Re: [python] get all messages of a thread

2011-06-02 Thread Sebastian Spaeth
On Wed, 1 Jun 2011 15:35:35 +1000, Brian May wrote:
 Oh, I see, for your code, there is a implied call to __len__, and the
 __len__ function is completely broken for the reasons described in the
 documentation:

It seems to have been a bad idea to implement __len__ at all for the
Messsages() construct in the python bindings, and I wonder if I should
remove it.

On the other hand, it seems that list(Messages()) implicitely calls
len(), or so it seems from the error that we get when trying to list() a
messages object.

An alternative is to implement len() as a call to count_messages() which
has for me so far always returned the correct number of messages without
using up the iterator. However, the xapian docs explicitely state that
it does not guarantee that the count will be correct, so len() might
return a wrong message size (potentially).

What would be the best way to solve this (besides fixing the C api to
allow to reset the iterator ;-) ?)

I could implement a custom .as_list() function that returns the
Messages() object as a list that is guaranteed to be stable, by copying
out the Message() objects into a list.

Sebastian


pgpw0PXWEka8y.pgp
Description: PGP signature
___
notmuch mailing list
notmuch@notmuchmail.org
http://notmuchmail.org/mailman/listinfo/notmuch


Re: [python] get all messages of a thread

2011-06-02 Thread Brian May
On 2 June 2011 17:05, Sebastian Spaeth sebast...@sspaeth.de wrote:

 What would be the best way to solve this (besides fixing the C api to
 allow to reset the iterator ;-) ?)


 I am not really familiar with the code. So am I correct in making the
following assumptions?

* It is not easy to fix the C api to reset the iterator (what about
repeating the search?)

* The only accurate way to get the number of messages is to iterate through
every search result and count them?

If so, then len(...) I think might be very slow if there are a large number
of elements.

Maybe it might be easier/better to implement object.__nonzero__(self)
 instead of the object.__len__(self) method?
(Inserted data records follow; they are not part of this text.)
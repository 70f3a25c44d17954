//! Common types used throughout warehouse-bench
//!
//! The central piece is [`CellValue`], the tagged union every driver value is
//! converted into before it reaches the CSV writer. Each variant has one
//! fixed display rule so the output does not depend on driver formatting.

use base64::Engine as _;
use chrono::{NaiveDate, NaiveDateTime, NaiveTime};
use std::fmt;

// ============================================================================
// Type Aliases
// ============================================================================

/// Ordered column names of a result set
pub type ColumnList = Vec<String>;

/// One row of values, positionally aligned with a [`ColumnList`]
pub type Record = Vec<CellValue>;

// ============================================================================
// Cell Values
// ============================================================================

/// A single value read from a result set
#[derive(Debug, Clone, PartialEq)]
pub enum CellValue {
    Null,
    Boolean(bool),
    Integer(i64),
    Unsigned(u64),
    HugeInt(i128),
    Float(f32),
    Double(f64),
    /// Exact decimal text as produced by the driver
    Decimal(String),
    Text(String),
    Blob(Vec<u8>),
    Date(NaiveDate),
    Time(NaiveTime),
    /// UTC timestamp without offset
    Timestamp(NaiveDateTime),
    Interval {
        months: i32,
        days: i32,
        nanos: i64,
    },
    List(Vec<CellValue>),
    Struct(Vec<(String, CellValue)>),
    Map(Vec<(CellValue, CellValue)>),
}

impl CellValue {
    /// Check if the value is SQL NULL
    pub fn is_null(&self) -> bool {
        matches!(self, CellValue::Null)
    }

    /// Render the value as a CSV field before escaping
    ///
    /// NULL becomes the empty string; everything else uses its display rule.
    pub fn to_field(&self) -> String {
        match self {
            CellValue::Null => String::new(),
            CellValue::Text(s) => s.clone(),
            other => other.to_string(),
        }
    }
}

impl fmt::Display for CellValue {
    fn fmt(&self, f: &mut fmt::Formatter<'_>) -> fmt::Result {
        match self {
            CellValue::Null => f.write_str("NULL"),
            CellValue::Boolean(b) => write!(f, "{b}"),
            CellValue::Integer(i) => write!(f, "{i}"),
            CellValue::Unsigned(u) => write!(f, "{u}"),
            CellValue::HugeInt(i) => write!(f, "{i}"),
            // Display is the shortest round-trip form and never uses an exponent
            CellValue::Float(x) => write!(f, "{x}"),
            CellValue::Double(x) => write!(f, "{x}"),
            CellValue::Decimal(d) => f.write_str(d),
            CellValue::Text(s) => f.write_str(s),
            CellValue::Blob(b) => {
                f.write_str(&base64::engine::general_purpose::STANDARD.encode(b))
            }
            CellValue::Date(d) => write!(f, "{}", d.format("%Y-%m-%d")),
            CellValue::Time(t) => write!(f, "{}", t.format("%H:%M:%S%.f")),
            CellValue::Timestamp(ts) => write!(f, "{}", ts.format("%Y-%m-%d %H:%M:%S%.f")),
            CellValue::Interval {
                months,
                days,
                nanos,
            } => fmt_interval(f, *months, *days, *nanos),
            CellValue::List(items) => {
                f.write_str("[")?;
                for (i, item) in items.iter().enumerate() {
                    if i > 0 {
                        f.write_str(", ")?;
                    }
                    write!(f, "{item}")?;
                }
                f.write_str("]")
            }
            CellValue::Struct(fields) => {
                f.write_str("{")?;
                for (i, (name, value)) in fields.iter().enumerate() {
                    if i > 0 {
                        f.write_str(", ")?;
                    }
                    write!(f, "{name}: {value}")?;
                }
                f.write_str("}")
            }
            CellValue::Map(entries) => {
                f.write_str("{")?;
                for (i, (key, value)) in entries.iter().enumerate() {
                    if i > 0 {
                        f.write_str(", ")?;
                    }
                    write!(f, "{key}={value}")?;
                }
                f.write_str("}")
            }
        }
    }
}

/// ISO 8601 duration: `P{months}M{days}DT{seconds}S`
fn fmt_interval(f: &mut fmt::Formatter<'_>, months: i32, days: i32, nanos: i64) -> fmt::Result {
    let sign = if nanos < 0 { "-" } else { "" };
    let abs = nanos.unsigned_abs();
    let secs = abs / 1_000_000_000;
    let frac = abs % 1_000_000_000;
    if frac == 0 {
        write!(f, "P{months}M{days}DT{sign}{secs}S")
    } else {
        let frac = format!("{frac:09}");
        write!(
            f,
            "P{months}M{days}DT{sign}{secs}.{}S",
            frac.trim_end_matches('0')
        )
    }
}

// ============================================================================
// Conversions
// ============================================================================

impl From<bool> for CellValue {
    fn from(value: bool) -> Self {
        CellValue::Boolean(value)
    }
}

impl From<i64> for CellValue {
    fn from(value: i64) -> Self {
        CellValue::Integer(value)
    }
}

impl From<i32> for CellValue {
    fn from(value: i32) -> Self {
        CellValue::Integer(value.into())
    }
}

impl From<f64> for CellValue {
    fn from(value: f64) -> Self {
        CellValue::Double(value)
    }
}

impl From<&str> for CellValue {
    fn from(value: &str) -> Self {
        CellValue::Text(value.to_string())
    }
}

impl From<String> for CellValue {
    fn from(value: String) -> Self {
        CellValue::Text(value)
    }
}

impl<T: Into<CellValue>> From<Option<T>> for CellValue {
    fn from(value: Option<T>) -> Self {
        value.map_or(CellValue::Null, Into::into)
    }
}
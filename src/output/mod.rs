//! Output module
//!
//! Turns query results into files and ships them.
//!
//! # Overview
//!
//! This module provides:
//! - The [`ResultCursor`] abstraction over forward-only result sets
//! - Streaming a cursor into a CSV file with a header row
//! - Uploading files to object storage (S3, R2, GCS, Azure, local)

mod cloud;
mod csv_export;
mod cursor;

pub use cloud::{build_partitioned_path, CloudDestination};
pub use csv_export::{export_to_csv, CsvExporter, CsvWriterConfig, ExportSummary};
pub use cursor::{MemoryCursor, ResultCursor};
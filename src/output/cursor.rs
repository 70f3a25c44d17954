//! Result cursor abstraction
//!
//! A cursor is a forward-only, single-consumption sequence of records. The
//! column list must be available before the first record is read, including
//! for an empty result set.
//!
//! Cursors are owned by the caller. An exporter borrows one for the length of
//! a single export; handing the same cursor to a second export observes an
//! exhausted cursor and is a caller error.

use crate::error::Result;
use crate::types::{ColumnList, Record};
use std::collections::VecDeque;

/// Forward-only cursor over a relational result set
///
/// Implementations may return any [`Error`](crate::Error); the exporter
/// reports a failing `columns` as `SchemaUnavailable` and a failing
/// `next_record` as `RowDecodeFailure` for the row being fetched.
pub trait ResultCursor {
    /// Ordered column names for every record this cursor yields
    fn columns(&self) -> Result<ColumnList>;

    /// Advance and materialize the next record
    ///
    /// Returns `Ok(None)` once the cursor is exhausted.
    fn next_record(&mut self) -> Result<Option<Record>>;
}

impl<C: ResultCursor + ?Sized> ResultCursor for Box<C> {
    fn columns(&self) -> Result<ColumnList> {
        (**self).columns()
    }

    fn next_record(&mut self) -> Result<Option<Record>> {
        (**self).next_record()
    }
}

/// Cursor over records already held in memory
#[derive(Debug, Clone, Default)]
pub struct MemoryCursor {
    columns: ColumnList,
    records: VecDeque<Record>,
}

impl MemoryCursor {
    /// Create a cursor from column names and rows
    pub fn new<S: Into<String>>(
        columns: impl IntoIterator<Item = S>,
        records: impl IntoIterator<Item = Record>,
    ) -> Self {
        Self {
            columns: columns.into_iter().map(Into::into).collect(),
            records: records.into_iter().collect(),
        }
    }

    /// Number of records not yet consumed
    pub fn remaining(&self) -> usize {
        self.records.len()
    }
}

impl ResultCursor for MemoryCursor {
    fn columns(&self) -> Result<ColumnList> {
        Ok(self.columns.clone())
    }

    fn next_record(&mut self) -> Result<Option<Record>> {
        Ok(self.records.pop_front())
    }
}
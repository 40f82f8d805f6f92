//! Style selectors: one constrained classification call each for voice,
//! subtitle style and music mood.
//!
//! Answers are normalized against the fixed catalogs; anything off-catalog
//! falls back to the documented default. Transport failures propagate and
//! are fatal to the build.

use reel_models::{MusicMood, Scene, SubtitleStyleId, VoiceId};

use crate::error::EngineResult;
use crate::llm::ChatClient;

fn joined_narration(scenes: &[Scene]) -> String {
    scenes
        .iter()
        .map(|s| s.narration.as_str())
        .collect::<Vec<_>>()
        .join(" ")
}

/// Pick the voice profile best matching the narration.
pub async fn select_voice(client: &ChatClient, scenes: &[Scene]) -> EngineResult<VoiceId> {
    let system = "You are a voice casting director. Analyze the narration and determine the best voice type.\n\
        Respond with ONE of these options: storyteller_female, dramatic_female, calm_female, narrator_male, enthusiastic_male";
    let user = format!(
        "Narration: {}\n\n\
         What voice profile would best suit this narration? Consider:\n\
         - Tone and mood\n\
         - Target audience\n\
         - Content type\n\n\
         Respond with ONE option only.",
        joined_narration(scenes)
    );

    let answer = client.complete(system, &user, 0.3).await?;
    Ok(VoiceId::normalize(&answer))
}

/// Pick the subtitle style best matching the content.
pub async fn select_subtitle_style(
    client: &ChatClient,
    title: &str,
    scenes: &[Scene],
) -> EngineResult<SubtitleStyleId> {
    let system = "You are a social media video expert specializing in viral content.\n\
        Analyze the content and recommend the best subtitle style.\n\
        Respond with ONE of these options: alex_hormozi, mr_beast, modern_minimal, trendy_gradient, bold_contrast";
    let user = format!(
        "Content: Title: {}\n{}\n\n\
         Which viral subtitle style fits best? Consider:\n\
         - Target audience (Gen Z, millennials, business professionals)\n\
         - Content tone (educational, entertaining, dramatic, inspirational)\n\
         - Platform optimization (TikTok/Instagram/YouTube Shorts)\n\n\
         Respond with ONE option only.",
        title,
        joined_narration(scenes)
    );

    let answer = client.complete(system, &user, 0.3).await?;
    Ok(SubtitleStyleId::normalize(&answer))
}

/// Pick the background music mood for the story.
pub async fn select_mood(
    client: &ChatClient,
    title: &str,
    scenes: &[Scene],
) -> EngineResult<MusicMood> {
    let system = "You are a music supervisor for videos. Analyze the story and determine the best background music mood.\n\
        Respond with ONLY ONE WORD from these options: uplifting, dramatic, calm, dark, energetic, emotional, mysterious, adventure";
    let user = format!(
        "Video Title: \"{}\"\nStory: {}\n\n\
         What mood of background music would fit best? Respond with ONE WORD only.",
        title,
        joined_narration(scenes)
    );

    let answer = client.complete(system, &user, 0.3).await?;
    Ok(MusicMood::normalize(&answer))
}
http://docs.python.org/reference/datamodel.html

object.__nonzero__(self)
Called to implement truth value testing and the built-in operation bool();
should return False or True, or their integer equivalents 0 or 1. When this
method is not defined, __len__() is called, if it is defined, and the object
is considered true if its result is nonzero. If a class defines neither
__len__() nor __nonzero__(), all its instances are considered true.

object.__len__(self)
Called to implement the built-in function len(). Should return the length of
the object, an integer = 0. Also, an object that doesn’t define a
__nonzero__() method and whose __len__() method returns zero is considered
to be false in a Boolean context.

-- 
Brian May br...@microcomaustralia.com.au
___
notmuch mailing list
notmuch@notmuchmail.org
http://notmuchmail.org/mailman/listinfo/notmuch


Re: [python] get all messages of a thread

2011-06-02 Thread Sebastian Spaeth
On Thu, 2 Jun 2011 19:43:29 +1000, Brian May wrote:
 On 2 June 2011 17:05, Sebastian Spaeth sebast...@sspaeth.de wrote:
 
  What would be the best way to solve this (besides fixing the C api to
  allow to reset the iterator ;-) ?)

 * It is not easy to fix the C api to reset the iterator (what about
 repeating the search?)

I am not sure about the difficulty of that, I am not a C-kind of
guy. Repeating the search would be easy but potentially gives you
different results since the db could have changed since then.
 
 * The only accurate way to get the number of messages is to iterate through
 every search result and count them?

There is count_messages() which wraps notmuch_query_count_messages which
invokes some very quick xapian function. But the xapian docs explicitely
state that it's xapians best guess and not guaranteed to be the real
number of messages (although it always was in my attempts). And you
don't want len() to return an approximation of the iterator length

 If so, then len(...) I think might be very slow if there are a large number
 of elements.
 
 Maybe it might be easier/better to implement object.__nonzero__(self)
  instead of the object.__len__(self) method?
 
 http://docs.python.org/reference/datamodel.html
 
 object.__nonzero__(self)
 Called to implement truth value testing and the built-in operation bool();
 should return False or True, or their integer equivalents 0 or 1. When this
 method is not defined, __len__() is called, if it is defined, and the object
 is considered true if its result is nonzero. If a class defines neither
 __len__() nor __nonzero__(), all its instances are considered true.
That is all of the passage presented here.